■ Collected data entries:
━━━━━━━━━━
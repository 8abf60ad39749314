//! Fluent builder for constructing a [`Sim`].

use dv_agent::RoutingAgent;
use dv_core::{Cost, NodeId, Tick, Topology};
use tracing::info;

use crate::{Event, EventQueue, LinkPort, Sim, SimConfig, SimError, SimResult};

/// Fluent builder for [`Sim`].
///
/// # Required inputs
///
/// - [`Topology`] — node count and starting links
///
/// # Optional inputs (have defaults)
///
/// | Method                      | Default                 |
/// |-----------------------------|-------------------------|
/// | `.config(c)`                | `SimConfig::default()`  |
/// | `.link_change(t, a, b, c)`  | no scheduled changes    |
///
/// # Example
///
/// ```rust,ignore
/// let mut sim = SimBuilder::new(Topology::new(3).link(0, 1, 1).link(1, 2, 1))
///     .config(SimConfig { agent: AgentConfig::rip_like(16), ..Default::default() })
///     .link_change(30, 1, 2, Cost::INFINITY)
///     .build()?;
/// sim.run(&mut NoopObserver)?;
/// ```
pub struct SimBuilder {
    topology: Topology,
    config:   SimConfig,
    changes:  Vec<(Tick, NodeId, NodeId, Cost)>,
}

impl SimBuilder {
    pub fn new(topology: Topology) -> Self {
        Self {
            topology,
            config:  SimConfig::default(),
            changes: Vec::new(),
        }
    }

    pub fn config(mut self, config: SimConfig) -> Self {
        self.config = config;
        self
    }

    /// Schedule the link `a <-> b` to change to `cost` at `tick`.
    ///
    /// Changes scheduled for the same tick apply in the order given here,
    /// and each endpoint handles them one at a time: a down-then-up pair is
    /// seen as an outage followed by a new link.
    pub fn link_change(mut self, tick: u64, a: u32, b: u32, cost: impl Into<Cost>) -> Self {
        self.changes.push((Tick(tick), NodeId(a), NodeId(b), cost.into()));
        self
    }

    /// Validate inputs, construct every agent, and return a ready-to-run
    /// [`Sim`].
    ///
    /// Agents are constructed in ascending id order; each one's initial
    /// vectors are queued for delivery at `link_delay_ticks`.
    pub fn build(self) -> SimResult<Sim> {
        self.topology.validate()?;
        if self.config.link_delay_ticks == 0 {
            return Err(SimError::Config("link_delay_ticks must be at least 1".into()));
        }

        let node_count = self.topology.node_count;
        let costs = self.topology.cost_matrix();
        let mut queue = EventQueue::new();

        for &(tick, a, b, cost) in &self.changes {
            Sim::check_link(a, b, node_count)?;
            queue.push(tick, Event::LinkChange { a, b, cost });
        }

        let first_delivery = Tick::ZERO + self.config.link_delay_ticks;
        let mut agents = Vec::with_capacity(node_count);
        for id in NodeId::all(node_count) {
            let mut port = LinkPort::new(id, &costs[id.index()]);
            agents.push(RoutingAgent::new(id, node_count, self.config.agent.clone(), &mut port)?);
            for packet in port.into_outbox() {
                queue.push(first_delivery, Event::Deliver(packet));
            }
        }

        info!(
            nodes = node_count,
            links = self.topology.links.len(),
            scheduled_changes = self.changes.len(),
            "simulation built"
        );

        Ok(Sim::from_parts(self.config, costs, agents, queue))
    }
}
━━━━━━━━━━
■ The problem: Please retype, exactly as written, every line from the line containing "let mut queue = EventQueue::new();" through the last line of the records above, including both of those lines, and nothing else.

■ Result of this exercise:
        let mut queue = EventQueue::new();

        for &(tick, a, b, cost) in &self.changes {
            Sim::check_link(a, b, node_count)?;
            queue.push(tick, Event::LinkChange { a, b, cost });
        }

        let first_delivery = Tick::ZERO + self.config.link_delay_ticks;
        let mut agents = Vec::with_capacity(node_count);
        for id in NodeId::all(node_count) {
            let mut port = LinkPort::new(id, &costs[id.index()]);
            agents.push(RoutingAgent::new(id, node_count, self.config.agent.clone(), &mut port)?);
            for packet in port.into_outbox() {
                queue.push(first_delivery, Event::Deliver(packet));
            }
        }

        info!(
            nodes = node_count,
            links = self.topology.links.len(),
            scheduled_changes = self.changes.len(),
            "simulation built"
        );

        Ok(Sim::from_parts(self.config, costs, agents, queue))
    }
}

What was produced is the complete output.